Le Col, Les Escombes, Roussas, France.
Journal of drugs in dermatology: JDD (Impact Factor: 1.32). 04/2008; 7(3):209-20.
Source: PubMed

ABSTRACT It is becoming widely accepted that volume changes in the skin and soft tissue contribute greatly to age-related facial reshaping. A significant contribution to these volume changes is the loss of craniofacial skeletal support to the overlying soft tissue. Gravity, once considered the major culprit in facial aging, is now recognized to determine the direction, rather than the extent, of tissue deflation. Although the sequence of events observed in aging is somewhat predictable, its pace among individuals is variable and may be influenced by both intrinsic (e.g., gender, genetics) and extrinsic (e.g., photoaging, smoking, stress) factors.
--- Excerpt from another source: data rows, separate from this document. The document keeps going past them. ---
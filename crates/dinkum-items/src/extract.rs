//! Per-item field extraction using calibrated offsets.

use std::collections::BTreeMap;

use tracing::{debug, info};

use crate::binary::ReadBytes;
use crate::calibrate::CalibratedOffsets;
use crate::error::Result;
use crate::record::{RecordStore, tail_start};
use crate::reference::ReferenceTable;

/// Fields read from one item record
#[derive(Debug, Clone, Copy, PartialEq, Eq)]
pub struct ItemFields {
    pub is_tool: bool,
    pub max_stack: i32,
}

impl ItemFields {
    /// Read both fields from a record buffer
    pub fn read(raw: &[u8], offsets: &CalibratedOffsets) -> Result<Self> {
        let tail = tail_start(raw)?;
        let max_stack = raw.read_i32(tail + offsets.max_stack)?;
        let is_tool = raw.read_u8(tail + offsets.tool)? == 1;
        Ok(Self { is_tool, max_stack })
    }
}

/// Result of the extraction pass
#[derive(Debug, Clone, Default, PartialEq, Eq)]
pub struct FieldExtraction {
    pub fields: BTreeMap<u32, ItemFields>,
    /// Records skipped because they were too short or malformed
    pub parse_errors: usize,
    /// Indices with no item record behind them (included in `parse_errors`)
    pub unresolved: usize,
}

impl FieldExtraction {
    pub fn get(&self, index: u32) -> Option<ItemFields> {
        self.fields.get(&index).copied()
    }

    pub fn tool_count(&self) -> usize {
        self.fields.values().filter(|f| f.is_tool).count()
    }

    pub fn is_tool(&self, index: u32) -> bool {
        self.get(index).is_some_and(|f| f.is_tool)
    }

    pub fn max_stack(&self, index: u32) -> Option<i32> {
        self.get(index).map(|f| f.max_stack)
    }
}

/// Read tool flag and max stack for every index in `0..item_count`.
///
/// Bad records are counted and skipped; the pass itself never fails.
pub fn extract_fields(
    item_count: usize,
    references: &ReferenceTable,
    records: &RecordStore,
    offsets: &CalibratedOffsets,
) -> FieldExtraction {
    let mut result = FieldExtraction::default();

    for index in 0..item_count as u32 {
        let Some(raw) = references
            .get(index)
            .and_then(|path_id| records.get(path_id))
        else {
            result.unresolved += 1;
            result.parse_errors += 1;
            continue;
        };

        match ItemFields::read(raw, offsets) {
            Ok(fields) => {
                result.fields.insert(index, fields);
            }
            Err(e) => {
                debug!("Skipping item {}: {}", index, e);
                result.parse_errors += 1;
            }
        }
    }

    if result.parse_errors > 0 {
        info!(
            "Skipped {} items with unexpected data layout ({} without a record)",
            result.parse_errors, result.unresolved
        );
    }
    result
}
//! Item database assembly and JSON export

use std::collections::BTreeMap;
use std::fs;
use std::path::Path;

use chrono::{DateTime, Utc};
use serde::{Deserialize, Serialize};
use tracing::info;

use crate::error::Result;
use crate::extract::FieldExtraction;
use crate::names::NameTable;
use crate::profile::OverrideTable;

/// Version string recorded in every exported document
pub const TOOL_VERSION: &str = env!("CARGO_PKG_VERSION");

/// One exported item
#[derive(Debug, Clone, PartialEq, Eq, Serialize, Deserialize)]
#[serde(rename_all = "camelCase")]
pub struct ItemEntry {
    pub name: String,
    #[serde(default, skip_serializing_if = "Option::is_none")]
    pub max_stack: Option<i32>,
    #[serde(default, skip_serializing_if = "Option::is_none")]
    pub max_durability: Option<i32>,
}

#[derive(Debug, Clone, PartialEq, Eq, Serialize, Deserialize)]
#[serde(rename_all = "camelCase")]
pub struct ExtractionMeta {
    pub extracted_at: DateTime<Utc>,
    pub total_items: usize,
    pub total_items_with_durability: usize,
    pub script_version: String,
}

/// The exported document; items are keyed by numeric index
#[derive(Debug, Clone, PartialEq, Eq, Serialize, Deserialize)]
pub struct ItemDatabase {
    pub meta: ExtractionMeta,
    pub items: BTreeMap<u32, ItemEntry>,
}

/// Durability for one item: an override always wins, otherwise a tool's
/// positive max stack
pub fn max_durability(
    index: u32,
    fields: &FieldExtraction,
    overrides: &OverrideTable,
) -> Option<i32> {
    if let Some(durability) = overrides.get(index) {
        return Some(durability);
    }
    let item = fields.get(index)?;
    (item.is_tool && item.max_stack > 0).then_some(item.max_stack)
}

/// Merge names and extracted fields into the export document.
///
/// Items without a name are dropped.
pub fn assemble(
    names: &NameTable,
    fields: &FieldExtraction,
    overrides: &OverrideTable,
    extracted_at: DateTime<Utc>,
) -> ItemDatabase {
    let items: BTreeMap<u32, ItemEntry> = names
        .iter()
        .map(|(index, name)| {
            let entry = ItemEntry {
                name: name.to_string(),
                max_stack: fields.max_stack(index),
                max_durability: max_durability(index, fields, overrides),
            };
            (index, entry)
        })
        .collect();

    let with_durability = items
        .values()
        .filter(|e| e.max_durability.is_some())
        .count();

    ItemDatabase {
        meta: ExtractionMeta {
            extracted_at,
            total_items: items.len(),
            total_items_with_durability: with_durability,
            script_version: TOOL_VERSION.to_string(),
        },
        items,
    }
}

impl ItemDatabase {
    pub fn durability_items(&self) -> impl Iterator<Item = (u32, &ItemEntry, i32)> + '_ {
        self.items
            .iter()
            .filter_map(|(&index, entry)| entry.max_durability.map(|d| (index, entry, d)))
    }

    /// Pretty JSON with a trailing newline
    pub fn to_json_pretty(&self) -> Result<String> {
        let mut json = serde_json::to_string_pretty(self)?;
        json.push('\n');
        Ok(json)
    }

    /// Write the document, creating parent directories as needed
    pub fn save(&self, path: &Path) -> Result<()> {
        if let Some(parent) = path.parent()
            && !parent.as_os_str().is_empty()
        {
            fs::create_dir_all(parent)?;
        }
        fs::write(path, self.to_json_pretty()?)?;
        info!("Wrote {}", path.display());
        Ok(())
    }

    pub fn load(path: &Path) -> Result<Self> {
        let content = fs::read_to_string(path)?;
        Ok(serde_json::from_str(&content)?)
    }
}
Changes in different tissue layers within a single individual do not occur independently, but interdependently; changes in one tissue within an individual may influence subsequent changes in other tissues. Midfacial soft tissue descent has been observed in response to decreased craniofacial support in both congenital craniofacial hypoplasia and following trauma, leading to a hypothesis that the loss of underlying bony support for any reason, including aging, leads to soft tissue descent in the face. As craniofacial support (the "table") decreases, it leaves less surface area for the outer soft tissue envelope (the "tablecloth") causing it to fold or sag. Replacing this deep support with craniofacial implants has been shown to reposition the overlying soft tissue. Following a brief review of the current literature on aging changes in the skin, soft tissue, and bone; the authors describe their experience with the use of poly-L-lactic acid (PLLA), both as a soft tissue volumizer and as an injectable craniofacial implant in a supraperiosteal location to address both soft tissue volume loss and loss of craniofacial support. In the cases presented, the most striking result noted was the ability to restore a youthful proportion to the perioral area, which had not been achieved previously with soft tissue treatment alone.